Console is not impressed.

index.js:163 Uncaught Error: Assertion Failed: computed decorators must return an instance of an Ember ComputedProperty descriptor, received function COMPUTED_DECORATOR(target, key, propertyDesc, maybeMeta, isClassicDecorator$$1) {
      true && !(true
      /* EMBER_NATIVE_DECORATOR_SUPPORT */
      || isClassicDecorator$$1) && (0, _debug.assert)('Native decorators are not enabled without the EMBER_NATIVE_DECORATOR_SUPPORT flag', true || isClassicDecorator$$1);
      true && !(isClassicDecorator$$1 || !propertyDesc || !propertyDesc.get || propertyDesc.get.toString().indexOf('CPGETTER_FUNCTION') === -1) && (0, _debug.assert)("Only one computed property decorator can be applied to a class field or accessor, but '" + key + "' was decorated twice.

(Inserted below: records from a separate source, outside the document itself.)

use wayfarer_planner::{DataLoader, EmbeddedData, ItineraryGenerator, PlannerEngine};

/// Build the generator from a data loader, falling back to built-in tables.
pub fn generator_from<L: DataLoader>(loader: L) -> ItineraryGenerator {
    match PlannerEngine::new(loader).generator() {
        Ok(generator) => {
            log::debug!(
                "catalog ready: {} destinations, fallback `{}`",
                generator.catalog().destination_keys().len(),
                generator.catalog().fallback
            );
            generator
        }
        Err(err) => {
            log::warn!("embedded catalog rejected, using built-in tables: {err}");
            ItineraryGenerator::default()
        }
    }
}

/// Generator over the catalog and tuning bundled with the app.
#[must_use]
pub fn load_generator() -> ItineraryGenerator {
    generator_from(EmbeddedData)
}
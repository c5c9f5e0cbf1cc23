use crate::components::daisy_ui::foundation as f;

#[derive(f::Properties, PartialEq, Clone)]
pub struct AlertProps {
    #[prop_or_default]
    pub message: Option<f::AttrValue>,
    #[prop_or_default]
    pub variant: Option<f::DaisyColor>,
    #[prop_or_default]
    pub class: f::Classes,
    #[prop_or_default]
    pub children: f::Children,
}

#[f::function_component(Alert)]
pub fn alert(props: &AlertProps) -> f::Html {
    let mut classes = f::class_list(&["alert"], &props.class);
    if let Some(variant) = props.variant {
        classes.push(variant.class("alert"));
    }
    let role = if props.variant == Some(f::DaisyColor::Error) {
        "alert"
    } else {
        "status"
    };
    f::html! {
        <div class={classes} role={role}>
            { props.message.as_ref().map(|msg| f::html! { <span>{ msg.clone() }</span> }).unwrap_or_default() }
            { for props.children.iter() }
        </div>
    }
}
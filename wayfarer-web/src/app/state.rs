use std::rc::Rc;
use wayfarer_planner::{ItineraryGenerator, TripDraft, TripParameters};
use yew::prelude::*;

#[derive(Clone)]
pub struct AppState {
    pub generator: UseStateHandle<Rc<ItineraryGenerator>>,
    pub draft: UseStateHandle<TripDraft>,
    /// Set by the planning form; the itinerary view is guarded on it.
    pub trip: UseStateHandle<Option<TripParameters>>,
    pub current_language: UseStateHandle<String>,
}

#[hook]
pub fn use_app_state() -> AppState {
    AppState {
        generator: use_state(|| Rc::new(crate::app::bootstrap::load_generator())),
        draft: use_state(TripDraft::default),
        trip: use_state(|| None::<TripParameters>),
        current_language: use_state(crate::i18n::current_lang),
    }
}
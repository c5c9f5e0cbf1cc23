use anyhow::{Context, Result};
use chrono::{Days, NaiveDate};
use rand::{Rng, SeedableRng};
use rand_chacha::ChaCha8Rng;
use std::path::Path;
use wayfarer_planner::{
    Destination, DestinationKind, EmbeddedData, ItineraryGenerator, PlannerEngine,
    ReferenceCatalog, TripLimits, TripParameters, TripType,
};

/// Generator shared by every scenario run.
#[derive(Debug, Clone)]
pub struct TesterAssets {
    pub generator: ItineraryGenerator,
}

impl TesterAssets {
    #[must_use]
    pub fn load_default() -> Self {
        let generator = PlannerEngine::new(EmbeddedData)
            .generator()
            .unwrap_or_else(|err| {
                log::warn!("embedded data rejected ({err}); using built-in tables");
                ItineraryGenerator::default()
            });
        Self { generator }
    }

    /// Swap in a catalog read from disk, keeping the embedded tuning.
    ///
    /// # Errors
    /// Returns an error if the file cannot be read or fails validation.
    pub fn with_catalog_file(path: &Path) -> Result<Self> {
        let raw = std::fs::read_to_string(path)
            .with_context(|| format!("failed to read catalog {}", path.display()))?;
        let catalog = ReferenceCatalog::from_json(&raw)
            .with_context(|| format!("invalid catalog {}", path.display()))?;
        log::info!(
            "loaded {} destinations from {}",
            catalog.destination_keys().len(),
            path.display()
        );
        let config = Self::load_default().generator.config().clone();
        Ok(Self {
            generator: ItineraryGenerator::new(catalog, config),
        })
    }
}

#[must_use]
pub fn seeded_rng(seed: u64) -> ChaCha8Rng {
    ChaCha8Rng::seed_from_u64(seed)
}

/// Random but reproducible trip inside `limits`.
#[must_use]
pub fn random_trip(seed: u64, limits: &TripLimits) -> TripParameters {
    let mut rng = seeded_rng(seed ^ 0x7472_6970);
    let kind = if rng.gen_bool(0.5) {
        DestinationKind::Domestic
    } else {
        DestinationKind::International
    };
    let options = kind.locations();
    let location = options[rng.gen_range(0..options.len())].key;
    let min_days = limits.min_days.max(1);
    let days = rng.gen_range(min_days..=limits.max_days.max(min_days));
    let start = NaiveDate::from_ymd_opt(2024, 1, 1).unwrap_or_default()
        + Days::new(rng.gen_range(0..365));
    TripParameters {
        trip_type: TripType::ALL[rng.gen_range(0..TripType::ALL.len())],
        travelers: rng.gen_range(1..=8),
        budget: rng.gen_range(5..=200) * 1_000,
        start_date: start,
        end_date: start + Days::new(u64::from(days - 1)),
        destination: Destination::new(kind, location),
        days,
    }
}

#[cfg(test)]
mod tests {
    use super::*;
    use wayfarer_planner::validate_dates;

    #[test]
    fn random_trips_validate() {
        let limits = TripLimits::default();
        for seed in 0..50 {
            let trip = random_trip(seed, &limits);
            assert_eq!(
                validate_dates(Some(trip.start_date), Some(trip.end_date), &limits),
                Ok(trip.days)
            );
            assert!(!trip.destination.location.is_empty());
        }
    }

    #[test]
    fn random_trips_replay() {
        let limits = TripLimits::default();
        assert_eq!(random_trip(9, &limits), random_trip(9, &limits));
    }

    #[test]
    fn missing_catalog_file_is_reported() {
        let err = TesterAssets::with_catalog_file(Path::new("/definitely/not/here.json"))
            .expect_err("missing file");
        assert!(format!("{err:#}").contains("failed to read catalog"));
    }
}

You may have added the decorator to both a getter and setter, which is unecessary.", isClassicDecorator$$1 || !propertyDesc || !propertyDesc.get || propertyDesc.get.toString().indexOf('CPGETTER_FUNCTION') === -1);
      let meta$$1 = arguments.length === 3 ? (0, _meta2.meta)(target) : maybeMeta;
      desc.setup(target, key, propertyDesc, meta$$1);
      return {
        enumerable: desc.enumerable,
        configurable: desc.configurable,
        get: DESCRIPTOR_GETTER_FUNCTION(key, desc)
      };
    }
    at Object.assert (index.js:163)
    at computed.js:30
    at decorator.js:43
    at component.js:32
    at Array.reduce (<anonymous>)
    at _applyDecoratedDescriptor (component.js:31)
    at Module.callback (component.js:115)
    at Module.exports (loader.js:106)
    at Module._reify (loader.js:143)
    at Module.reify (loader.js:130)

Cue George Strait “I Hate Everything”.

For anyone following along at home, decided to abandon ember-table in favor of ember-light-table. All the errors, particularly around Typescript, just weren’t worth it for me. Was able to get it up and running thanks to this tutorial.

Cheers!

https://github.com/Stoiker/ember-light-table-hello-world

You mention “errors around TypeScript” but didn’t specify any upthread. Can you elaborate on what problems you had there? It’s possible there’s stuff the Ember TypeScript crew can do to address the pain points you ran into, including by helping the authors of ember-table with what they’re shipping.